Super Dave Ryding is desperate for Britain’s next skiing superstars to avoid slopes covered in sheep muck after years of tears helped him smash the sport’s glass ceiling.
The pride of Pendle honed his craft on his local dry ski slope but was not the only regular visitor with local sheep often leaving their mark on the Lancashire facility in northern England.
The 35-year-old will take to the slopes at Beijing 2022 when the men’s slalom gets underway on Wednesday knowing that none of his rivals will have had to endure the same struggles, and he hopes things will be markedly better for his British successors.
"It didn’t used to have fences around it and it’s on a hill and it’s full of sheep," said Ryding, recalling his old stomping ground that forged his path into alpine skiing.
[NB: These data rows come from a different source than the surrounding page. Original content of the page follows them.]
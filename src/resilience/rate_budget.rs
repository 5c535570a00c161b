//! Rolling-window rate budget.
//!
//! Caps the number of successful external operations inside any trailing
//! window. Callers block until a slot is free; nothing is ever rejected.

use std::collections::VecDeque;
use std::sync::{Mutex, MutexGuard};
use std::time::{Duration, Instant};

use tokio::sync::Notify;

use crate::config::RateBudgetConfig;
use crate::observability::metrics;
use crate::resilience::clock::Clock;

/// Log of recent operations plus slots handed out but not yet settled.
#[derive(Debug, Default)]
struct BudgetState {
    log: VecDeque<Instant>,
    in_flight: u32,
}

impl BudgetState {
    fn prune(&mut self, now: Instant, window: Duration) {
        while let Some(oldest) = self.log.front() {
            if now.saturating_duration_since(*oldest) >= window {
                self.log.pop_front();
            } else {
                break;
            }
        }
    }
}

enum Wait {
    Until(Duration),
    Release,
}

/// Maximum operations per rolling window for one API class.
#[derive(Debug)]
pub struct RateBudget {
    name: String,
    max_operations: u32,
    window: Duration,
    padding: Duration,
    state: Mutex<BudgetState>,
    released: Notify,
}

impl RateBudget {
    /// Create a budget; `max_operations == 0` disables limiting.
    pub fn new(name: impl Into<String>, max_operations: u32, window: Duration) -> Self {
        Self {
            name: name.into(),
            max_operations,
            window,
            padding: Duration::ZERO,
            state: Mutex::new(BudgetState::default()),
            released: Notify::new(),
        }
    }

    pub fn from_config(name: impl Into<String>, config: &RateBudgetConfig) -> Self {
        Self::new(name, config.max_operations, Duration::from_secs(config.window_secs))
            .with_padding(Duration::from_millis(config.padding_ms))
    }

    /// Extra time to wait once the oldest operation has left the window.
    pub fn with_padding(mut self, padding: Duration) -> Self {
        self.padding = padding;
        self
    }

    /// A budget that never blocks.
    pub fn unlimited(name: impl Into<String>) -> Self {
        Self::new(name, 0, Duration::ZERO)
    }

    pub fn name(&self) -> &str {
        &self.name
    }

    pub fn max_operations(&self) -> u32 {
        self.max_operations
    }

    pub fn window(&self) -> Duration {
        self.window
    }

    pub fn is_unlimited(&self) -> bool {
        self.max_operations == 0
    }

    /// Operations recorded inside the window ending at `now`.
    pub fn recorded_in_window(&self, now: Instant) -> usize {
        let mut state = self.lock();
        state.prune(now, self.window);
        state.log.len()
    }

    /// Wait until a slot is available and hold it.
    ///
    /// Returns the reservation and the time spent waiting. The slot is
    /// turned into a recorded operation by [`Reservation::commit`]; dropping
    /// the reservation gives it back.
    pub async fn reserve<C: Clock>(&self, clock: &C) -> (Reservation<'_>, Duration) {
        let started = clock.now();

        loop {
            let released = self.released.notified();

            let wait = {
                let mut state = self.lock();
                let now = clock.now();
                state.prune(now, self.window);

                let used = state.log.len() as u32 + state.in_flight;
                if self.is_unlimited() || used < self.max_operations {
                    state.in_flight += 1;
                    None
                } else if state.log.len() as u32 >= self.max_operations {
                    let oldest = state.log.front().copied().unwrap_or(now);
                    let until_free = match oldest.checked_add(self.window) {
                        Some(free_at) => free_at.saturating_duration_since(now),
                        None => self.window,
                    };
                    Some(Wait::Until(until_free.saturating_add(self.padding)))
                } else {
                    Some(Wait::Release)
                }
            };

            match wait {
                None => break,
                Some(Wait::Until(delay)) => {
                    tracing::info!(
                        budget = %self.name,
                        max_operations = self.max_operations,
                        delay = ?delay,
                        "Rate budget exhausted, waiting for a free slot"
                    );
                    clock.sleep(delay).await;
                }
                Some(Wait::Release) => {
                    tracing::debug!(budget = %self.name, "Waiting for an in-flight operation to settle");
                    released.await;
                }
            }
        }

        let waited = clock.now().saturating_duration_since(started);
        if !waited.is_zero() {
            metrics::record_rate_wait(&self.name, waited);
        }

        (
            Reservation {
                budget: self,
                settled: false,
            },
            waited,
        )
    }

    fn settle(&self, at: Option<Instant>) {
        {
            let mut state = self.lock();
            state.in_flight = state.in_flight.saturating_sub(1);
            if let Some(at) = at {
                state.prune(at, self.window);
                state.log.push_back(at);
            }
        }
        self.released.notify_waiters();
    }

    fn lock(&self) -> MutexGuard<'_, BudgetState> {
        self.state.lock().unwrap_or_else(|e| e.into_inner())
    }
}

/// A held slot in a [`RateBudget`].
#[derive(Debug)]
pub struct Reservation<'a> {
    budget: &'a RateBudget,
    settled: bool,
}

impl Reservation<'_> {
    /// Record the operation as completed at `at`.
    pub fn commit(mut self, at: Instant) {
        self.settled = true;
        self.budget.settle(Some(at));
    }
}

impl Drop for Reservation<'_> {
    fn drop(&mut self) {
        if !self.settled {
            self.budget.settle(None);
        }
    }
}

#[cfg(test)]
mod tests {
    use super::*;
    use crate::resilience::clock::ManualClock;

    #[tokio::test]
    async fn test_under_capacity_does_not_wait() {
        let clock = ManualClock::new();
        let budget = RateBudget::new("text", 3, Duration::from_secs(60));

        for _ in 0..3 {
            let (slot, waited) = budget.reserve(&clock).await;
            assert_eq!(waited, Duration::ZERO);
            slot.commit(clock.now());
        }
        assert!(clock.sleeps().is_empty());
        assert_eq!(budget.recorded_in_window(clock.now()), 3);
    }

    #[tokio::test]
    async fn test_full_budget_waits_for_oldest_plus_padding() {
        let clock = ManualClock::new();
        let budget = RateBudget::new("text", 2, Duration::from_secs(60))
            .with_padding(Duration::from_secs(1));

        let (slot, _) = budget.reserve(&clock).await;
        slot.commit(clock.now());
        clock.advance(Duration::from_secs(10));
        let (slot, _) = budget.reserve(&clock).await;
        slot.commit(clock.now());

        let (_slot, waited) = budget.reserve(&clock).await;
        assert_eq!(waited, Duration::from_secs(51));
        assert_eq!(clock.sleeps(), vec![Duration::from_secs(51)]);
    }

    #[tokio::test]
    async fn test_dropped_reservation_is_not_recorded() {
        let clock = ManualClock::new();
        let budget = RateBudget::new("image", 1, Duration::from_secs(60));

        let (slot, _) = budget.reserve(&clock).await;
        drop(slot);
        assert_eq!(budget.recorded_in_window(clock.now()), 0);

        let (_slot, waited) = budget.reserve(&clock).await;
        assert_eq!(waited, Duration::ZERO);
    }

    #[tokio::test]
    async fn test_unlimited_never_blocks() {
        let clock = ManualClock::new();
        let budget = RateBudget::unlimited("convert");
        for _ in 0..100 {
            let (slot, _) = budget.reserve(&clock).await;
            slot.commit(clock.now());
        }
        assert!(clock.sleeps().is_empty());
    }

    #[tokio::test]
    async fn test_sliding_window_never_exceeds_capacity() {
        let clock = ManualClock::new();
        let window = Duration::from_secs(30);
        let budget = RateBudget::new("text", 4, window);
        let mut stamps = Vec::new();

        for i in 0..25u64 {
            let (slot, _) = budget.reserve(&clock).await;
            let now = clock.now();
            slot.commit(now);
            stamps.push(now);
            clock.advance(Duration::from_millis(700 * (i % 5)));
        }

        for (i, start) in stamps.iter().enumerate() {
            let inside = stamps[i..]
                .iter()
                .filter(|t| t.saturating_duration_since(*start) < window)
                .count();
            assert!(inside <= 4, "window starting at #{i} holds {inside}");
        }
    }

    #[tokio::test]
    async fn test_in_flight_slot_blocks_until_released() {
        let clock = ManualClock::new();
        let budget = std::sync::Arc::new(RateBudget::new("image", 1, Duration::from_secs(60)));
        let (slot, _) = budget.reserve(&clock).await;

        let waiter = {
            let budget = budget.clone();
            let clock = clock.clone();
            tokio::spawn(async move {
                let (_slot, waited) = budget.reserve(&clock).await;
                waited
            })
        };

        tokio::task::yield_now().await;
        drop(slot);
        let waited = waiter.await.unwrap();
        assert_eq!(waited, Duration::ZERO);
    }

    #[tokio::test]
    async fn test_unbounded_window_keeps_waiting() {
        let clock = crate::resilience::clock::TokioClock;
        let budget = RateBudget::new("text", 1, Duration::MAX);
        let (slot, _) = budget.reserve(&clock).await;
        slot.commit(clock.now());

        let second = tokio::time::timeout(Duration::from_millis(20), budget.reserve(&clock)).await;
        assert!(second.is_err());
        assert_eq!(budget.recorded_in_window(clock.now()), 1);
    }
}
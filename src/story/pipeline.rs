//! End-to-end story generation.
//!
//! # Responsibilities
//! - Drive topic → outline → chapters → illustrations → markdown → document
//! - Route every external call through the executor with its kind's budget
//!   and policy
//! - Degrade instead of failing where a story is still useful: missing
//!   images become placeholders, failed conversion keeps the markdown
//!
//! # Design Decisions
//! - Text failures are fatal, a story without prose is not a story
//! - Illustrations run up to `image.concurrency` at once, sharing one budget
//! - An optional run deadline stops new calls; in-flight ones are dropped

use std::future::Future;
use std::path::{Path, PathBuf};
use std::sync::Arc;
use std::time::{Duration, Instant};

use futures_util::stream::{self, StreamExt};
use serde::Serialize;
use thiserror::Error;
use tracing::Instrument;
use uuid::Uuid;

use crate::backends::image::{illustration_prompt, looks_like_image};
use crate::backends::Chains;
use crate::config::{StoryConfig, StorybookConfig};
use crate::observability::usage::{ApiStatus, UsageTracker};
use crate::resilience::{
    CallError, Clock, Executor, ExecuteError, RateBudget, RetryPolicy, TokioClock,
};
use crate::story::manuscript::{image_file_name, Chapter, Illustration, Manuscript};
use crate::story::outline::{parse_outline, Outline, OutlineError};
use crate::story::prompts::{chapter_prompt, clean_chapter_text, outline_prompt, scene_description};
use crate::story::publish::{publish, DocumentOutcome, PublishOptions};
use crate::story::topic::{validate_topic, TopicError};

#[derive(Debug, Error)]
pub enum PipelineError {
    #[error("invalid topic: {0}")]
    Topic(#[from] TopicError),

    #[error("malformed outline: {0}")]
    Outline(#[from] OutlineError),

    #[error("{stage} failed: {source}")]
    Exhausted {
        stage: &'static str,
        #[source]
        source: ExecuteError,
    },

    #[error("{stage} not started: the run deadline has passed")]
    DeadlineExceeded { stage: &'static str },

    #[error("writing {}: {source}", .path.display())]
    Io {
        path: PathBuf,
        #[source]
        source: std::io::Error,
    },
}
//! Text generation through the Gemini `generateContent` API.

use std::sync::Arc;
use std::time::Duration;

use serde::{Deserialize, Serialize};

use crate::backends::http::{classify_status, classify_transport};
use crate::config::{Secrets, TextConfig};
use crate::resilience::{Backend, CallError, FallbackChain, OperationKind};

#[derive(Debug, Clone, Copy, Serialize)]
#[serde(rename_all = "camelCase")]
struct GenerationConfig {
    temperature: f32,
    top_p: f32,
    top_k: u32,
    max_output_tokens: u32,
}

#[derive(Serialize)]
#[serde(rename_all = "camelCase")]
struct GenerateRequest<'a> {
    contents: [Content<'a>; 1],
    generation_config: GenerationConfig,
}

#[derive(Serialize)]
struct Content<'a> {
    role: &'static str,
    parts: [Part<'a>; 1],
}

#[derive(Serialize)]
struct Part<'a> {
    text: &'a str,
}

#[derive(Debug, Default, Deserialize)]
#[serde(default, rename_all = "camelCase")]
struct GenerateResponse {
    candidates: Vec<Candidate>,
    prompt_feedback: Option<PromptFeedback>,
}

#[derive(Debug, Default, Deserialize)]
#[serde(default, rename_all = "camelCase")]
struct Candidate {
    content: Option<CandidateContent>,
    finish_reason: Option<String>,
}

#[derive(Debug, Default, Deserialize)]
#[serde(default)]
struct CandidateContent {
    parts: Vec<ResponsePart>,
}

#[derive(Debug, Default, Deserialize)]
#[serde(default)]
struct ResponsePart {
    text: Option<String>,
}

#[derive(Debug, Default, Deserialize)]
#[serde(default, rename_all = "camelCase")]
struct PromptFeedback {
    block_reason: Option<String>,
}

/// One Gemini model reachable over HTTP.
#[derive(Clone)]
pub struct GeminiBackend {
    id: String,
    endpoint: String,
    api_key: String,
    timeout: Duration,
    generation: GenerationConfig,
    client: reqwest::Client,
}

impl std::fmt::Debug for GeminiBackend {
    fn fmt(&self, f: &mut std::fmt::Formatter<'_>) -> std::fmt::Result {
        f.debug_struct("GeminiBackend")
            .field("id", &self.id)
            .field("endpoint", &self.endpoint)
            .field("timeout", &self.timeout)
            .finish()
    }
}

impl GeminiBackend {
    pub fn new(client: reqwest::Client, config: &TextConfig, model: &str, api_key: &str) -> Self {
        Self {
            id: model.to_string(),
            endpoint: format!(
                "{}/v1beta/models/{}:generateContent",
                config.api_base.trim_end_matches('/'),
                model
            ),
            api_key: api_key.to_string(),
            timeout: Duration::from_secs(config.request_timeout_secs),
            generation: GenerationConfig {
                temperature: config.temperature,
                top_p: config.top_p,
                top_k: config.top_k,
                max_output_tokens: config.max_output_tokens,
            },
            client,
        }
    }

    /// Send one prompt and return the concatenated text of the first candidate.
    pub async fn generate(&self, prompt: &str) -> Result<String, CallError> {
        let body = GenerateRequest {
            contents: [Content {
                role: "user",
                parts: [Part { text: prompt }],
            }],
            generation_config: self.generation,
        };

        let response = self
            .client
            .post(&self.endpoint)
            .header("x-goog-api-key", &self.api_key)
            .timeout(self.timeout)
            .json(&body)
            .send()
            .await
            .map_err(|e| classify_transport(&e))?;

        let status = response.status();
        let headers = response.headers().clone();
        let text = response.text().await.map_err(|e| classify_transport(&e))?;

        if !status.is_success() {
            return Err(classify_status(status, &headers, &text));
        }

        let parsed: GenerateResponse = serde_json::from_str(&text)
            .map_err(|e| CallError::backend(format!("malformed response: {e}")))?;
        extract_text(parsed)
    }
}

fn extract_text(response: GenerateResponse) -> Result<String, CallError> {
    if let Some(reason) = response.prompt_feedback.and_then(|f| f.block_reason) {
        return Err(CallError::backend(format!("prompt blocked: {reason}")));
    }

    let candidate = response
        .candidates
        .into_iter()
        .next()
        .ok_or_else(|| CallError::backend("response has no candidates"))?;

    let text: String = candidate
        .content
        .map(|c| c.parts.into_iter().filter_map(|p| p.text).collect())
        .unwrap_or_default();

    if text.trim().is_empty() {
        let reason = candidate.finish_reason.unwrap_or_else(|| "unknown".to_string());
        return Err(CallError::backend(format!("empty completion (finish reason {reason})")));
    }
    Ok(text)
}

impl Backend for GeminiBackend {
    fn id(&self) -> &str {
        &self.id
    }
}

/// One backend per configured model, in configured order.
pub fn text_chain(
    client: &reqwest::Client,
    config: &TextConfig,
    secrets: &Secrets,
) -> FallbackChain<Arc<GeminiBackend>> {
    let backends = config
        .models
        .iter()
        .map(|model| Arc::new(GeminiBackend::new(client.clone(), config, model, &secrets.text_api_key)))
        .collect();
    FallbackChain::new(OperationKind::TextGeneration, backends)
}
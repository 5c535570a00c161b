//! Story outline and its line-oriented wire format.
//!
//! The model is asked to answer with exactly these lines:
//! ```text
//! TITLE: <story title>
//! CHAPTER 1: <chapter title>
//! ...
//! CHAPTER n: <chapter title>
//! CHARACTERS: <main characters and how they look>
//! ```
//! Markdown emphasis, bullets and surrounding chatter are tolerated; a
//! missing title or a chapter list that is not exactly `1..=n` is not.

use serde::Serialize;
use thiserror::Error;

#[derive(Debug, Clone, PartialEq, Eq, Serialize)]
pub struct ChapterPlan {
    pub number: usize,
    pub title: String,
}

#[derive(Debug, Clone, PartialEq, Eq, Serialize)]
pub struct Outline {
    pub title: String,
    pub chapters: Vec<ChapterPlan>,
    pub characters: String,
}

#[derive(Debug, Clone, PartialEq, Eq, Error)]
pub enum OutlineError {
    #[error("outline has no TITLE line")]
    MissingTitle,
    #[error("outline has {found} chapters, expected {expected}")]
    ChapterCount { expected: usize, found: usize },
    #[error("outline chapter {found} appears where chapter {expected} belongs")]
    ChapterOrder { expected: usize, found: usize },
    #[error("outline chapter {0} has no title")]
    UntitledChapter(usize),
}

/// Parse a model response into an outline with exactly `expected` chapters.
pub fn parse_outline(text: &str, expected: usize) -> Result<Outline, OutlineError> {
    let mut title = None;
    let mut chapters = Vec::new();
    let mut characters = Vec::new();

    for raw in text.lines() {
        let line = clean(raw);
        if line.is_empty() {
            continue;
        }

        if let Some(rest) = strip_key(line, "TITLE") {
            if title.is_none() && !rest.is_empty() {
                title = Some(rest.to_string());
            }
        } else if let Some(rest) = strip_key(line, "CHARACTERS") {
            if !rest.is_empty() {
                characters.push(rest.to_string());
            }
        } else if let Some((number, chapter_title)) = chapter_line(line) {
            chapters.push((number, chapter_title.to_string()));
        }
    }

    let title = title.ok_or(OutlineError::MissingTitle)?;

    if chapters.len() != expected {
        return Err(OutlineError::ChapterCount {
            expected,
            found: chapters.len(),
        });
    }

    let chapters = chapters
        .into_iter()
        .enumerate()
        .map(|(idx, (number, chapter_title))| {
            if number != idx + 1 {
                return Err(OutlineError::ChapterOrder {
                    expected: idx + 1,
                    found: number,
                });
            }
            if chapter_title.is_empty() {
                return Err(OutlineError::UntitledChapter(number));
            }
            Ok(ChapterPlan {
                number,
                title: chapter_title,
            })
        })
        .collect::<Result<Vec<_>, _>>()?;

    Ok(Outline {
        title,
        chapters,
        characters: characters.join(" "),
    })
}

/// Drop bullets, heading marks and emphasis around a line.
fn clean(line: &str) -> &str {
    line.trim()
        .trim_start_matches(['-', '*', '#', '>'])
        .trim()
        .trim_matches('*')
        .trim()
}

/// `KEY: rest`, case-insensitive on the key, tolerating `**KEY:**`.
fn strip_key<'a>(line: &'a str, key: &str) -> Option<&'a str> {
    let head = line.get(..key.len())?;
    if !head.eq_ignore_ascii_case(key) {
        return None;
    }
    let rest = line[key.len()..].trim_start_matches('*').trim_start();
    let rest = rest.strip_prefix(':')?;
    Some(rest.trim_start_matches('*').trim())
}

/// `CHAPTER n: title`.
fn chapter_line(line: &str) -> Option<(usize, &str)> {
    let rest = strip_prefix_ignore_case(line, "CHAPTER")?.trim_start();
    let digits_end = rest.find(|c: char| !c.is_ascii_digit()).unwrap_or(rest.len());
    let number: usize = rest[..digits_end].parse().ok()?;
    let title = rest[digits_end..]
        .trim_start_matches('*')
        .trim_start()
        .strip_prefix(':')?
        .trim_start_matches('*')
        .trim()
        .trim_matches('"');
    Some((number, title))
}

fn strip_prefix_ignore_case<'a>(line: &'a str, prefix: &str) -> Option<&'a str> {
    let head = line.get(..prefix.len())?;
    head.eq_ignore_ascii_case(prefix).then(|| &line[prefix.len()..])
}

#[cfg(test)]
mod tests {
    use super::*;

    const RESPONSE: &str = "Here is your outline!\n\n\
        **TITLE:** Luna and the Star Garden\n\
        CHAPTER 1: The Falling Star\n\
        - Chapter 2: A Garden in the Sky\n\
        CHAPTER 3: \"Home Again\"\n\
        CHARACTERS: Luna, a curious girl with a yellow raincoat;\n\
        CHARACTERS: Pip, a tiny glowing star.\n";

    #[test]
    fn test_parses_tolerant_format() {
        let outline = parse_outline(RESPONSE, 3).unwrap();
        assert_eq!(outline.title, "Luna and the Star Garden");
        assert_eq!(outline.chapters.len(), 3);
        assert_eq!(outline.chapters[1].title, "A Garden in the Sky");
        assert_eq!(outline.chapters[2].title, "Home Again");
        assert_eq!(
            outline.characters,
            "Luna, a curious girl with a yellow raincoat; Pip, a tiny glowing star."
        );
    }

    #[test]
    fn test_missing_title() {
        let err = parse_outline("CHAPTER 1: Start", 1).unwrap_err();
        assert_eq!(err, OutlineError::MissingTitle);
    }

    #[test]
    fn test_wrong_chapter_count() {
        let err = parse_outline(RESPONSE, 5).unwrap_err();
        assert_eq!(err, OutlineError::ChapterCount { expected: 5, found: 3 });
    }

    #[test]
    fn test_chapters_out_of_order() {
        let text = "TITLE: T\nCHAPTER 1: a\nCHAPTER 3: c\n";
        let err = parse_outline(text, 2).unwrap_err();
        assert_eq!(err, OutlineError::ChapterOrder { expected: 2, found: 3 });
    }

    #[test]
    fn test_untitled_chapter() {
        let err = parse_outline("TITLE: T\nCHAPTER 1:   \n", 1).unwrap_err();
        assert_eq!(err, OutlineError::UntitledChapter(1));
    }

    #[test]
    fn test_characters_optional() {
        let outline = parse_outline("TITLE: T\nCHAPTER 1: a", 1).unwrap();
        assert!(outline.characters.is_empty());
    }
}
"Sometimes the sheep would run across as you were training and you would have to wait for them.
"They would just wander across and do their business when we weren’t there. A rainy night and you would get a lot of splatters. It was horrible."
Ryding made national headlines last month when he became the first British alpine skier to win a World Cup with a stunning gold in Kitzbuhel, Austria.
After 13 years of hard graft on the circuit and ten years since his first top 30 finish, Ryding stood on top of the podium, an emotional moment for a man who admits he has “shed a tear at some point in exhaustion or fatigue of trying” in every season.
“I felt like I smashed my head through a ceiling which I had been smashing on for some time," said Ryding, who wants to capitalise on the “nuts” reaction to his win at home.
“I have done my job, I have got skiing on the front pages of national newspapers that sell millions of copies.
“The powers that be who are in charge of funding at the federation level, they have to go out now, get the funding secured for the next generation.
"I’ve always said it’s possible. You just have to work hard and you can get better year by year and you can do it.
“Now I don’t need to speak, I just have to put on [footage of] Kitzbuehel and say, ‘Look, it’s doable’. I don’t have to say it’s doable without having done it.
"We've got to keep building. We've got to take this momentum."
One of just six men to have won a slalom World Cup this season, Ryding will go for Britain’s first ever alpine skiing medal after waving the Union Jack at the opening ceremony.
His assistant coach Alain Baxter controversially had his Salt Lake City 2002 bronze stripped after testing positive for a stimulant in an American nasal inhaler not found in the British version and Ryding has pledged to “cut a medal in half” to share with his hero.
But there certainly won’t be any half measures on the slope, as always Ryding will pour blood, sweat and tears into his race on the biggest sporting stage of all.